Cinq ans après son départ du Pakistan, entre la vie et la mort, Malala Yousafzaï n'est plus une enfant. L'adolescente de 14 ans, qui avait été évacuée en toute urgence au Royaume-Uni, après qu'un taliban pakistanais lui eut tiré une balle dans la tête, a grandi. Ses traits poupins ont laissé place à un visage dessiné, sa voix est davantage affirmée, sa pudeur plus adulte. Malala Yousafzaï réajuste souvent son voile rose et bleu entre chaque intervention. «C'est fou, elle est devenue femme», souffle un journaliste pakistanais après une première apparition publique.
Entre ses adieux au Pakistan dans des conditions dramatiques et son retour au pays, l'ado qui défiait les talibans et militait pour la scolarisation des filles sur un blog de la BBC a vécu un «miracle», selon ses propres mots. Celui de la guérison. Elle s'est remise de ses blessures. Elle est allée au lycée à Birmingham, a intégré la prestigieuse université d'Oxford. Elle a surtout été distinguée en 2014 du prix Nobel de la paix.
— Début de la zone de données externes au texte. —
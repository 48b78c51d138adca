//! Write buffer for async batch inserts
//!
//! Updates are sent to a channel and flushed to the database in batches,
//! one `write_batch` per backend, so a burst of connection deltas becomes a
//! handful of aggregated upserts instead of one transaction each.

use std::collections::BTreeMap;
use std::sync::Arc;
use std::time::Duration;

use tokio::sync::mpsc;
use tokio::task::JoinHandle;
use tracing::{debug, error, info};

use super::{Database, FlushStats};
use crate::config::WriterConfig;
use crate::model::{CountryUpdate, TrafficUpdate};

/// One queued mutation, tagged with its backend.
#[derive(Debug, Clone)]
pub enum WriteOp {
    Traffic(i64, TrafficUpdate),
    Country(i64, CountryUpdate),
}

/// Sender handle for queueing updates
pub type WriteSender = mpsc::UnboundedSender<WriteOp>;

/// Per-backend totals accumulated until the buffer shuts down.
pub type FlushSummary = BTreeMap<i64, FlushStats>;

/// Start the write buffer background task.
///
/// The task runs until every sender is dropped, flushes what is left and
/// resolves to the per-backend totals it wrote.
pub fn start_write_buffer(db: Arc<Database>, config: &WriterConfig) -> (WriteSender, JoinHandle<FlushSummary>) {
    let (tx, rx) = mpsc::unbounded_channel();
    let handle = tokio::spawn(write_buffer_task(
        db,
        rx,
        config.batch_size.max(1),
        Duration::from_millis(config.flush_interval_ms.max(1)),
    ));
    (tx, handle)
}

#[derive(Default)]
struct Pending {
    traffic: BTreeMap<i64, Vec<TrafficUpdate>>,
    countries: BTreeMap<i64, Vec<CountryUpdate>>,
    len: usize,
}

impl Pending {
    fn push(&mut self, op: WriteOp) {
        match op {
            WriteOp::Traffic(backend_id, update) => self.traffic.entry(backend_id).or_default().push(update),
            WriteOp::Country(backend_id, update) => self.countries.entry(backend_id).or_default().push(update),
        }
        self.len += 1;
    }

    fn is_empty(&self) -> bool {
        self.len == 0
    }
}

/// Background task that collects updates and writes them in batches
async fn write_buffer_task(
    db: Arc<Database>,
    mut rx: mpsc::UnboundedReceiver<WriteOp>,
    batch_size: usize,
    flush_every: Duration,
) -> FlushSummary {
    let mut pending = Pending::default();
    let mut summary = FlushSummary::new();
    let mut flush_interval = tokio::time::interval(flush_every);

    info!(
        "Write buffer started (batch_size={}, flush_interval={}ms)",
        batch_size,
        flush_every.as_millis()
    );

    loop {
        tokio::select! {
            op = rx.recv() => {
                match op {
                    Some(op) => {
                        pending.push(op);
                        if pending.len >= batch_size {
                            flush(&db, &mut pending, &mut summary).await;
                        }
                    }
                    None => {
                        // Channel closed, flush remaining and exit
                        if !pending.is_empty() {
                            flush(&db, &mut pending, &mut summary).await;
                        }
                        info!("Write buffer shutting down");
                        break;
                    }
                }
            }
            // Periodic flush for low-traffic periods
            _ = flush_interval.tick() => {
                if !pending.is_empty() {
                    flush(&db, &mut pending, &mut summary).await;
                }
            }
        }
    }
    summary
}

/// Flush every backend's buffered updates. A failed backend loses its batch;
/// the others are still written.
async fn flush(db: &Database, pending: &mut Pending, summary: &mut FlushSummary) {
    let batch = std::mem::take(pending);
    debug!("Flushing {} buffered updates", batch.len);

    for (backend_id, updates) in batch.traffic {
        match db.write_batch(backend_id, &updates).await {
            Ok(stats) => accumulate(summary.entry(backend_id).or_default(), &stats),
            Err(e) => error!(backend_id, "Failed to flush {} traffic updates: {}", updates.len(), e),
        }
    }
    for (backend_id, updates) in batch.countries {
        match db.write_country_batch(backend_id, &updates).await {
            Ok(stats) => accumulate(summary.entry(backend_id).or_default(), &stats),
            Err(e) => error!(backend_id, "Failed to flush {} country updates: {}", updates.len(), e),
        }
    }
}

fn accumulate(total: &mut FlushStats, stats: &FlushStats) {
    total.events += stats.events;
    total.dropped += stats.dropped;
    total.rows += stats.rows;
    total.transactions += stats.transactions;
}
Jeudi matin, c'est donc en invitée d'Etat que Malala Yousafzaï a été reçue à la résidence du Premier ministre. Un dessin de son visage était projeté sur un écran géant, derrière son pupitre. Le chef du gouvernement Shahid Khaqan Abbasi a alors loué «l'enfant de tous les Pakistanais», à qui la nation voue un «respect total». Chacune des interventions de la jeune femme a été ponctuée d'applaudissements nourris.
Toujours menacée
Très émue, Malala Yousafzaï n'a pu retenir ses larmes. «Tant de fois, depuis cinq ans, j'ai regardé au travers des vitres des avions, des voitures. J'espérais voir apparaître le Pakistan… Il est enfin là, je suis tellement heureuse. […] Si cela avait été possible, je ne l'aurais jamais quitté», mentionnant à plusieurs reprises «un rêve devenu réalité», ou «le plus beau jour de [sa] vie».
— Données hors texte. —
impl Database {
    /// Run one planned list read and its total count.
    pub async fn dimension_page(
        &self,
        backend_id: i64,
        query: &DimensionQuery,
        options: &ListOptions,
    ) -> Result<Page<DimensionRecord>> {
        let mut list = query.list_query(backend_id, options);
        let mut count = query.count_query(backend_id, options);
        let (data, (total,)) = futures::try_join!(
            list.build_query_as::<DimensionRecord>().fetch_all(&self.pool),
            count.build_query_as::<(i64,)>().fetch_one(&self.pool)
        )?;
        Ok(Page {
            data,
            total: to_u64(total),
        })
    }

    /// Attach ASN/GeoIP details to a page of IP records.
    pub async fn decorate_ip_page(&self, backend_id: i64, page: Page<DimensionRecord>) -> Result<Page<IpStats>> {
        let ips: Vec<String> = page.data.iter().map(|r| r.k.clone()).collect();
        let mut decorations: HashMap<String, IpDecoration> = self.decorate_ips(backend_id, &ips).await?;
        Ok(page.map(|record| {
            let decoration = decorations.remove(&record.k).unwrap_or_default();
            record.into_ip(decoration)
        }))
    }

    pub async fn get_summary(&self, backend_id: i64, range: Option<TimeRange>, filter: &RangeFilter) -> Result<Summary> {
        match (QuerySource::for_range(range), filter.is_empty()) {
            (QuerySource::Cumulative, true) => self.cumulative_summary(backend_id).await,
            (QuerySource::Ranged { table, range }, true) => {
                let (totals, mut summary) = futures::try_join!(
                    self.overall_totals(backend_id, table, range.as_ref()),
                    self.fact_summary(backend_id, table, range.as_ref(), filter)
                )?;
                summary.totals = totals;
                Ok(summary)
            }
            (QuerySource::Ranged { table, range }, false) => {
                self.fact_summary(backend_id, table, range.as_ref(), filter).await
            }
            (QuerySource::Cumulative, false) => self.fact_summary(backend_id, FactTable::Minute, None, filter).await,
        }
    }

    async fn cumulative_summary(&self, backend_id: i64) -> Result<Summary> {
        let (upload, download, connections): (i64, i64, i64) = sqlx::query_as(
            "SELECT COALESCE(SUM(total_upload), 0), COALESCE(SUM(total_download), 0), COALESCE(SUM(total_connections), 0) \
             FROM proxy_stats WHERE backend_id = ?",
        )
        .bind(backend_id)
        .fetch_one(&self.pool)
        .await?;

        let (domains, ips, proxies, rules, devices): (i64, i64, i64, i64, i64) = sqlx::query_as(
            r#"
            SELECT
                (SELECT COUNT(*) FROM domain_stats WHERE backend_id = ?),
                (SELECT COUNT(*) FROM ip_stats WHERE backend_id = ?),
                (SELECT COUNT(*) FROM proxy_stats WHERE backend_id = ?),
                (SELECT COUNT(*) FROM rule_stats WHERE backend_id = ?),
                (SELECT COUNT(*) FROM device_stats WHERE backend_id = ?)
            "#,
        )
        .bind(backend_id)
        .bind(backend_id)
        .bind(backend_id)
        .bind(backend_id)
        .bind(backend_id)
        .fetch_one(&self.pool)
        .await?;

        Ok(summary_from((upload, download, connections, domains, ips, proxies, rules, devices)))
    }

    async fn fact_summary(
        &self,
        backend_id: i64,
        table: FactTable,
        range: Option<&TimeRange>,
        filter: &RangeFilter,
    ) -> Result<Summary> {
        let mut qb: QueryBuilder<'static, Sqlite> = QueryBuilder::new(
            "SELECT COALESCE(SUM(upload), 0), COALESCE(SUM(download), 0), COALESCE(SUM(connections), 0), \
             COUNT(DISTINCT NULLIF(domain, '')), COUNT(DISTINCT NULLIF(ip, '')), COUNT(DISTINCT NULLIF(chain, '')), \
             COUNT(DISTINCT NULLIF(rule, '')), COUNT(DISTINCT NULLIF(source_ip, '')) FROM ",
        );
        qb.push(table.dim_table());
        qb.push(" WHERE backend_id = ");
        qb.push_bind(backend_id);
        push_bucket_range(&mut qb, table, range);
        push_filter(&mut qb, filter);
        let row: SummaryRow = qb.build_query_as().fetch_one(&self.pool).await?;
        Ok(summary_from(row))
    }

    async fn overall_totals(&self, backend_id: i64, table: FactTable, range: Option<&TimeRange>) -> Result<TrafficTotals> {
        let mut qb: QueryBuilder<'static, Sqlite> = QueryBuilder::new(
            "SELECT COALESCE(SUM(upload), 0), COALESCE(SUM(download), 0), COALESCE(SUM(connections), 0) FROM ",
        );
        qb.push(table.overall_table());
        qb.push(" WHERE backend_id = ");
        qb.push_bind(backend_id);
        push_bucket_range(&mut qb, table, range);
        let (upload, download, connections): (i64, i64, i64) = qb.build_query_as().fetch_one(&self.pool).await?;
        Ok(TrafficTotals {
            total_upload: to_u64(upload),
            total_download: to_u64(download),
            total_connections: to_u64(connections),
        })
    }

    /// Overall totals for a range, read from the cheap per-bucket table.
    pub async fn get_traffic_in_range(&self, backend_id: i64, range: &TimeRange) -> Result<TrafficTotals> {
        self.overall_totals(backend_id, super::resolve_fact_table(range), Some(range))
            .await
    }

    /// Overall traffic grouped into windows of `bucket_minutes`. Hourly
    /// ranges never resolve finer than one hour.
    pub async fn get_traffic_trend(&self, backend_id: i64, range: &TimeRange, bucket_minutes: u32) -> Result<Vec<TrendPoint>> {
        let table = super::resolve_fact_table(range);
        let floor_minutes = match table {
            FactTable::Minute => 1,
            FactTable::Hourly => 60,
        };
        let window_secs = i64::from(bucket_minutes.max(floor_minutes)) * 60;

        let mut qb: QueryBuilder<'static, Sqlite> = QueryBuilder::new("SELECT bucket, upload, download, connections FROM ");
        qb.push(table.overall_table());
        qb.push(" WHERE backend_id = ");
        qb.push_bind(backend_id);
        push_bucket_range(&mut qb, table, Some(range));
        let rows: Vec<(String, i64, i64, i64)> = qb.build_query_as().fetch_all(&self.pool).await?;

        let mut windows: BTreeMap<i64, (u64, u64, u64)> = BTreeMap::new();
        for (bucket, upload, download, connections) in rows {
            let Some(at) = parse_bucket(&bucket) else {
                continue;
            };
            let secs = at.timestamp();
            let window = secs - secs.rem_euclid(window_secs);
            let entry = windows.entry(window).or_default();
            entry.0 += to_u64(upload);
            entry.1 += to_u64(download);
            entry.2 += to_u64(connections);
        }

        Ok(windows
            .into_iter()
            .filter_map(|(secs, (upload, download, connections))| {
                Some(TrendPoint {
                    time: DateTime::from_timestamp(secs, 0)?,
                    upload,
                    download,
                    connections,
                })
            })
            .collect())
    }

    pub async fn get_country_stats(
        &self,
        backend_id: i64,
        range: Option<TimeRange>,
        options: &ListOptions,
    ) -> Result<Page<CountryStats>> {
        let mut list: QueryBuilder<'static, Sqlite> = QueryBuilder::new("SELECT ");
        let mut count: QueryBuilder<'static, Sqlite> = QueryBuilder::new("SELECT ");
        match QuerySource::for_range(range) {
            QuerySource::Ranged { table, range } => {
                list.push(format!(
                    "country AS k, SUM(upload) AS upload, SUM(download) AS download, SUM(connections) AS connections, \
                     {LAST_SEEN_FROM_BUCKET} AS last_seen, MAX(country_name) AS set_a, MAX(continent) AS set_b, '' AS extra"
                ));
                count.push("COUNT(DISTINCT country)");
                for qb in [&mut list, &mut count] {
                    qb.push(format!(" FROM {} WHERE backend_id = ", table.country_table()));
                    qb.push_bind(backend_id);
                    push_bucket_range(qb, table, range.as_ref());
                    if let Some(search) = options.search() {
                        push_search(qb, "country", search);
                    }
                }
                list.push(" GROUP BY country");
            }
            QuerySource::Cumulative => {
                list.push(
                    "country AS k, total_upload AS upload, total_download AS download, total_connections AS connections, \
                     last_seen, country_name AS set_a, continent AS set_b, '' AS extra",
                );
                count.push("COUNT(*)");
                for qb in [&mut list, &mut count] {
                    qb.push(" FROM country_stats WHERE backend_id = ");
                    qb.push_bind(backend_id);
                    if let Some(search) = options.search() {
                        push_search(qb, "country", search);
                    }
                }
            }
        }
        list.push(options.order_by());
        list.push(" LIMIT ");
        list.push_bind(i64::from(options.limit()));
        list.push(" OFFSET ");
        list.push_bind(i64::from(options.offset));

        let (data, (total,)) = futures::try_join!(
            list.build_query_as::<DimensionRecord>().fetch_all(&self.pool),
            count.build_query_as::<(i64,)>().fetch_one(&self.pool)
        )?;
        Ok(Page {
            data: data.into_iter().map(DimensionRecord::into_country).collect(),
            total: to_u64(total),
        })
    }

    /// Cumulative rule → exit-proxy links, heaviest first within each rule.
    pub async fn get_rule_proxy_map(&self, backend_id: i64) -> Result<Vec<RuleProxyLink>> {
        let rows: Vec<(String, String, i64, i64, i64)> = sqlx::query_as(
            "SELECT rule, proxy, total_upload, total_download, total_connections FROM rule_proxy_map \
             WHERE backend_id = ? ORDER BY rule ASC, (total_upload + total_download) DESC, proxy ASC",
        )
        .bind(backend_id)
        .fetch_all(&self.pool)
        .await?;

        Ok(rows
            .into_iter()
            .map(|(rule, proxy, upload, download, connections)| RuleProxyLink {
                rule,
                proxy,
                totals: TrafficTotals {
                    total_upload: to_u64(upload),
                    total_download: to_u64(download),
                    total_connections: to_u64(connections),
                },
            })
            .collect())
    }

    /// `(rule, chain)` rows: the cumulative baseline without a range, bucket
    /// sums with one.
    pub async fn get_rule_chain_rows(&self, backend_id: i64, range: Option<TimeRange>) -> Result<Vec<RuleChainRow>> {
        let mut qb: QueryBuilder<'static, Sqlite> = QueryBuilder::new("SELECT rule, chain, ");
        match QuerySource::for_range(range) {
            QuerySource::Ranged { table, range } => {
                qb.push("SUM(upload), SUM(download), SUM(connections) FROM ");
                qb.push(table.dim_table());
                qb.push(" WHERE backend_id = ");
                qb.push_bind(backend_id);
                push_bucket_range(&mut qb, table, range.as_ref());
                qb.push(" GROUP BY rule, chain");
            }
            QuerySource::Cumulative => {
                qb.push("total_upload, total_download, total_connections FROM rule_chain_traffic WHERE backend_id = ");
                qb.push_bind(backend_id);
            }
        }
        qb.push(" ORDER BY rule ASC, chain ASC");

        let rows: Vec<(String, String, i64, i64, i64)> = qb.build_query_as().fetch_all(&self.pool).await?;
        Ok(rows
            .into_iter()
            .map(|(rule, chain, upload, download, connections)| {
                RuleChainRow::new(&rule, &chain, to_u64(upload), to_u64(download), to_u64(connections))
            })
            .collect())
    }
}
Malala Yousafzaï est pourtant arrivée de nuit, dans le secret, et elle ne restera que quatre jours au Pakistan. Une cohorte de policiers l'entoure dans chacun de ses déplacements. D'après un membre de sa famille contacté par Libération, il n'est pas prévu qu'elle quitte la capitale Islamabad, la ville la plus sûre du pays, pendant son séjour. Même pour se rendre dans la vallée du Swat, dont elle est originaire, et qu'elle dit tant aimer. Où l'on a attenté à sa vie.
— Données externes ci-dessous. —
//! Read service: cache, ClickHouse routing and local fallback
//!
//! Every read the store offers goes through [`StatsService`]. Ranged reads
//! are memoized in the [`RangeQueryCache`]; wide ranges can be answered by
//! the ClickHouse mirror when it is configured, with SQLite as the fallback.

use std::future::Future;
use std::sync::Arc;

use serde::Serialize;
use tokio::task::JoinHandle;
use tracing::warn;

use crate::cache::RangeQueryCache;
use crate::chain_flow::{flow_rows, ChainFlowGraph};
use crate::clickhouse::ClickHouseReader;
use crate::config::{ClickHouseConfig, Config, RetentionConfig, StatsSource};
use crate::db::retention::start_retention_task;
use crate::db::{Database, Dimension, DimensionQuery, DimensionRecord, ListOptions, RangeFilter, Scope, TimeRange};
use crate::error::Result;
use crate::model::{
    CleanupResult, CountryStats, DeviceStats, DomainStats, IpStats, Page, ProxyStats, RuleChainRow, RuleProxyLink,
    RuleStats, Summary, TrafficTotals, TrendPoint,
};

#[derive(Serialize)]
struct ListArgs<'a> {
    dimension: Dimension,
    scope: &'a Scope,
    filter: &'a RangeFilter,
    options: &'a ListOptions,
    remote: bool,
}

pub struct StatsService {
    db: Arc<Database>,
    cache: Arc<RangeQueryCache>,
    clickhouse: Option<ClickHouseReader>,
    routing: ClickHouseConfig,
}

impl StatsService {
    pub fn new(db: Arc<Database>, config: &Config) -> Result<Self> {
        let clickhouse = if config.clickhouse_enabled() {
            Some(ClickHouseReader::new(&config.clickhouse)?)
        } else {
            None
        };
        Ok(Self {
            db,
            cache: Arc::new(RangeQueryCache::new(&config.cache)),
            clickhouse,
            routing: config.clickhouse.clone(),
        })
    }

    pub fn database(&self) -> &Arc<Database> {
        &self.db
    }

    pub fn cache(&self) -> &Arc<RangeQueryCache> {
        &self.cache
    }

    /// The ClickHouse reader a ranged read should try first, if any.
    pub(crate) fn remote_for(&self, range: Option<&TimeRange>) -> Option<&ClickHouseReader> {
        let reader = self.clickhouse.as_ref()?;
        let range = range?;
        match self.routing.source {
            StatsSource::Local => None,
            StatsSource::Clickhouse => Some(reader),
            StatsSource::Auto => (range.width() >= chrono::Duration::hours(self.routing.min_range_hours)).then_some(reader),
        }
    }

    /// Await `remote` when present; on failure log and run `local` instead,
    /// unless strict routing is on.
    async fn with_fallback<T, R, L>(&self, operation: &'static str, remote: Option<R>, local: L) -> Result<T>
    where
        R: Future<Output = Result<T>>,
        L: Future<Output = Result<T>>,
    {
        if let Some(remote) = remote {
            match remote.await {
                Ok(value) => return Ok(value),
                Err(e) if self.routing.strict => return Err(e),
                Err(e) => warn!(operation, "ClickHouse read failed, falling back to SQLite: {}", e),
            }
        }
        local.await
    }

    #[allow(clippy::too_many_arguments)]
    async fn list(
        &self,
        operation: &'static str,
        backend_id: i64,
        dimension: Dimension,
        scope: Scope,
        range: Option<TimeRange>,
        filter: &RangeFilter,
        options: &ListOptions,
    ) -> Result<Page<DimensionRecord>> {
        let remote = self.remote_for(range.as_ref());
        let args = ListArgs {
            dimension,
            scope: &scope,
            filter,
            options,
            remote: remote.is_some(),
        };
        let scope = &scope;
        self.cache
            .get_or_load(operation, backend_id, &args, range.as_ref(), move || async move {
                let remote = match (remote, range.as_ref()) {
                    (Some(reader), Some(r)) => Some(reader.dimension_page(backend_id, dimension, scope, r, filter, options)),
                    _ => None,
                };
                let query = DimensionQuery::plan(dimension, scope.clone(), range, filter);
                let local = self.db.dimension_page(backend_id, &query, options);
                self.with_fallback(operation, remote, local).await
            })
            .await
    }

    pub async fn get_summary(&self, backend_id: i64, range: Option<TimeRange>, filter: &RangeFilter) -> Result<Summary> {
        let remote = self.remote_for(range.as_ref());
        let args = (filter, remote.is_some());
        self.cache
            .get_or_load("summary", backend_id, &args, range.as_ref(), move || async move {
                let remote = match (remote, range.as_ref()) {
                    (Some(reader), Some(r)) => Some(reader.summary(backend_id, r, filter)),
                    _ => None,
                };
                self.with_fallback("summary", remote, self.db.get_summary(backend_id, range, filter))
                    .await
            })
            .await
    }

    pub async fn get_domain_stats(
        &self,
        backend_id: i64,
        range: Option<TimeRange>,
        filter: &RangeFilter,
        options: &ListOptions,
    ) -> Result<Page<DomainStats>> {
        let page = self
            .list("domains", backend_id, Dimension::Domain, Scope::All, range, filter, options)
            .await?;
        Ok(page.map(DimensionRecord::into_domain))
    }

    /// IP rows are decorated after the cache so ASN updates show up at once.
    pub async fn get_ip_stats(
        &self,
        backend_id: i64,
        range: Option<TimeRange>,
        filter: &RangeFilter,
        options: &ListOptions,
    ) -> Result<Page<IpStats>> {
        let page = self
            .list("ips", backend_id, Dimension::Ip, Scope::All, range, filter, options)
            .await?;
        self.db.decorate_ip_page(backend_id, page).await
    }

    pub async fn get_proxy_stats(
        &self,
        backend_id: i64,
        range: Option<TimeRange>,
        filter: &RangeFilter,
        options: &ListOptions,
    ) -> Result<Page<ProxyStats>> {
        let page = self
            .list("proxies", backend_id, Dimension::Proxy, Scope::All, range, filter, options)
            .await?;
        Ok(page.map(DimensionRecord::into_proxy))
    }

    pub async fn get_rule_stats(
        &self,
        backend_id: i64,
        range: Option<TimeRange>,
        filter: &RangeFilter,
        options: &ListOptions,
    ) -> Result<Page<RuleStats>> {
        let page = self
            .list("rules", backend_id, Dimension::Rule, Scope::All, range, filter, options)
            .await?;
        Ok(page.map(DimensionRecord::into_rule))
    }

    pub async fn get_devices(&self, backend_id: i64, range: Option<TimeRange>, options: &ListOptions) -> Result<Page<DeviceStats>> {
        let page = self
            .list("devices", backend_id, Dimension::Device, Scope::All, range, &RangeFilter::default(), options)
            .await?;
        Ok(page.map(DimensionRecord::into_device))
    }

    async fn drill_down(
        &self,
        operation: &'static str,
        backend_id: i64,
        dimension: Dimension,
        scope: Scope,
        range: Option<TimeRange>,
        options: &ListOptions,
    ) -> Result<Page<DimensionRecord>> {
        self.list(operation, backend_id, dimension, scope, range, &RangeFilter::default(), options)
            .await
    }

    pub async fn get_domains_for_rule(
        &self,
        backend_id: i64,
        rule: &str,
        range: Option<TimeRange>,
        options: &ListOptions,
    ) -> Result<Page<DomainStats>> {
        let page = self
            .drill_down("rule_domains", backend_id, Dimension::Domain, Scope::Rule(rule.to_string()), range, options)
            .await?;
        Ok(page.map(DimensionRecord::into_domain))
    }

    pub async fn get_ips_for_rule(
        &self,
        backend_id: i64,
        rule: &str,
        range: Option<TimeRange>,
        options: &ListOptions,
    ) -> Result<Page<IpStats>> {
        let page = self
            .drill_down("rule_ips", backend_id, Dimension::Ip, Scope::Rule(rule.to_string()), range, options)
            .await?;
        self.db.decorate_ip_page(backend_id, page).await
    }

    pub async fn get_proxies_for_rule(
        &self,
        backend_id: i64,
        rule: &str,
        range: Option<TimeRange>,
        options: &ListOptions,
    ) -> Result<Page<ProxyStats>> {
        let page = self
            .drill_down("rule_proxies", backend_id, Dimension::Proxy, Scope::Rule(rule.to_string()), range, options)
            .await?;
        Ok(page.map(DimensionRecord::into_proxy))
    }

    pub async fn get_domains_for_proxy(
        &self,
        backend_id: i64,
        chain: &str,
        range: Option<TimeRange>,
        options: &ListOptions,
    ) -> Result<Page<DomainStats>> {
        let page = self
            .drill_down("proxy_domains", backend_id, Dimension::Domain, Scope::Proxy(chain.to_string()), range, options)
            .await?;
        Ok(page.map(DimensionRecord::into_domain))
    }

    pub async fn get_ips_for_proxy(
        &self,
        backend_id: i64,
        chain: &str,
        range: Option<TimeRange>,
        options: &ListOptions,
    ) -> Result<Page<IpStats>> {
        let page = self
            .drill_down("proxy_ips", backend_id, Dimension::Ip, Scope::Proxy(chain.to_string()), range, options)
            .await?;
        self.db.decorate_ip_page(backend_id, page).await
    }

    pub async fn get_domains_for_device(
        &self,
        backend_id: i64,
        source_ip: &str,
        range: Option<TimeRange>,
        options: &ListOptions,
    ) -> Result<Page<DomainStats>> {
        let page = self
            .drill_down("device_domains", backend_id, Dimension::Domain, Scope::Device(source_ip.to_string()), range, options)
            .await?;
        Ok(page.map(DimensionRecord::into_domain))
    }

    pub async fn get_ips_for_device(
        &self,
        backend_id: i64,
        source_ip: &str,
        range: Option<TimeRange>,
        options: &ListOptions,
    ) -> Result<Page<IpStats>> {
        let page = self
            .drill_down("device_ips", backend_id, Dimension::Ip, Scope::Device(source_ip.to_string()), range, options)
            .await?;
        self.db.decorate_ip_page(backend_id, page).await
    }

    pub async fn get_country_stats(
        &self,
        backend_id: i64,
        range: Option<TimeRange>,
        options: &ListOptions,
    ) -> Result<Page<CountryStats>> {
        let remote = self.remote_for(range.as_ref());
        let args = (options, remote.is_some());
        self.cache
            .get_or_load("countries", backend_id, &args, range.as_ref(), move || async move {
                let remote = match (remote, range.as_ref()) {
                    (Some(reader), Some(r)) => Some(reader.countries(backend_id, r, options)),
                    _ => None,
                };
                self.with_fallback("countries", remote, self.db.get_country_stats(backend_id, range, options))
                    .await
            })
            .await
    }

    pub async fn get_traffic_in_range(&self, backend_id: i64, range: &TimeRange) -> Result<TrafficTotals> {
        self.cache
            .get_or_load("traffic_in_range", backend_id, &(), Some(range), move || {
                self.db.get_traffic_in_range(backend_id, range)
            })
            .await
    }

    pub async fn get_traffic_trend(&self, backend_id: i64, range: &TimeRange, bucket_minutes: u32) -> Result<Vec<TrendPoint>> {
        self.cache
            .get_or_load("traffic_trend", backend_id, &bucket_minutes, Some(range), move || {
                self.db.get_traffic_trend(backend_id, range, bucket_minutes)
            })
            .await
    }

    pub async fn get_rule_proxy_map(&self, backend_id: i64) -> Result<Vec<RuleProxyLink>> {
        self.db.get_rule_proxy_map(backend_id).await
    }

    async fn rule_chain_rows(&self, backend_id: i64, range: Option<TimeRange>) -> Result<Vec<RuleChainRow>> {
        let remote = match (self.remote_for(range.as_ref()), range.as_ref()) {
            (Some(reader), Some(r)) => Some(reader.rule_chain_rows(backend_id, r)),
            _ => None,
        };
        self.with_fallback("rule_chain_rows", remote, self.db.get_rule_chain_rows(backend_id, range))
            .await
    }

    async fn flow_graph(&self, backend_id: i64, rule: Option<&str>, range: Option<TimeRange>) -> Result<ChainFlowGraph> {
        let remote = self.remote_for(range.as_ref()).is_some();
        self.cache
            .get_or_load("chain_flow", backend_id, &(rule, remote), range.as_ref(), move || async move {
                let baseline = self.db.get_rule_chain_rows(backend_id, None).await?;
                let ranged = match range {
                    Some(range) => Some(self.rule_chain_rows(backend_id, Some(range)).await?),
                    None => None,
                };
                let mut rows = flow_rows(ranged.as_deref(), &baseline);
                if let Some(rule) = rule {
                    rows.retain(|row| row.rule == rule);
                }
                Ok(ChainFlowGraph::build(&rows))
            })
            .await
    }

    pub async fn get_all_rule_chain_flows(&self, backend_id: i64, range: Option<TimeRange>) -> Result<ChainFlowGraph> {
        self.flow_graph(backend_id, None, range).await
    }

    pub async fn get_rule_chain_flow(&self, backend_id: i64, rule: &str, range: Option<TimeRange>) -> Result<ChainFlowGraph> {
        self.flow_graph(backend_id, Some(rule), range).await
    }

    /// Delete traffic data and drop every cached read it could affect.
    pub async fn cleanup(&self, backend_id: Option<i64>, days: u32) -> Result<CleanupResult> {
        let result = self.db.cleanup(backend_id, days).await?;
        match backend_id {
            Some(id) => self.cache.invalidate_backend(id).await,
            None => self.invalidate_all().await?,
        }
        Ok(result)
    }

    pub async fn delete_backend(&self, backend_id: i64) -> Result<bool> {
        let deleted = self.db.delete_backend(backend_id).await?;
        self.cache.invalidate_backend(backend_id).await;
        Ok(deleted)
    }

    async fn invalidate_all(&self) -> Result<()> {
        for id in self.db.list_backend_ids().await? {
            self.cache.invalidate_backend(id).await;
        }
        self.cache.clear().await;
        Ok(())
    }

    /// Spawn the periodic retention pass; the cache is cleared after any
    /// pass that deleted rows.
    pub fn start_retention(&self, defaults: RetentionConfig) -> JoinHandle<()> {
        let cache = self.cache.clone();
        start_retention_task(self.db.clone(), defaults, move |_| {
            let cache = cache.clone();
            tokio::spawn(async move { cache.clear().await });
        })
    }
}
Car la Prix Nobel de la paix est encore menacée aujourd’hui, malgré l’affaiblissement sur le terrain des talibans pakistanais, qui ont voulu la réduire au silence. Portée aux nues par la frange libérale de la population pakistanaise, elle est aussi la cible récurrente des «Jamatiye» – un terme populaire désignant initialement les électeurs du parti religieux Jamaat-e-Islami, mais qui recouvre désormais les Pakistanais conservateurs au sens large.
Changement de mentalités
Dans la classe moyenne, et même parmi les gens éduqués, son discours est perçu comme antireligieux et vendu à l'Occident. En 2015, un livre I Am Not Malala, I Am Muslim, I Am Pakistani («Je ne suis pas Malala, je suis musulmane, je suis pakistanaise») avait même été édité en opposition à son autobiographie, I Am Malala.
A ces détracteurs s'ajoutent les conspirationnistes de tous bords, depuis les «analystes» des plateaux télé qui nient son agression, jusqu'aux montages vidéo des internautes sur Facebook… Et maintenant YouTube : fermé de 2012 à 2016 par la justice pakistanaise à cause d'une vidéo «blasphématoire», le site retrouve progressivement une large audience au Pakistan. Les «Malala Haters» («ceux qui détestent Malala»), ainsi qu'ils s'autoproclament, s'en donnent à cœur joie.
Sur Twitter, certains internautes la traitent de «larbin», de «propagandiste en location» ou d'«agent des forces antipakistanaises». Mais la plupart d'entre eux préfèrent saluer le retour d'une «légende vivante», une «unificatrice du pays». Face au Premier ministre, Malala a longuement rappelé combien l'éducation des filles et l'indépendance des femmes étaient une priorité de sa lutte, et a demandé un changement de mentalités de la part des Pakistanais.
Les 6 millions de dollars (4,88 millions d’euros) qu’elle dit avoir investis dans son pays via sa fondation ne seront pas de trop. Le Pakistan, dont la population est de plus de 200 millions d’habitants, croît de 4 millions chaque année. Parallèlement, 42% des adultes y sont analphabètes, selon les dernières statistiques officielles. Au Balouchistan, sa province la plus pauvre, seules 24% des femmes savent lire et écrire.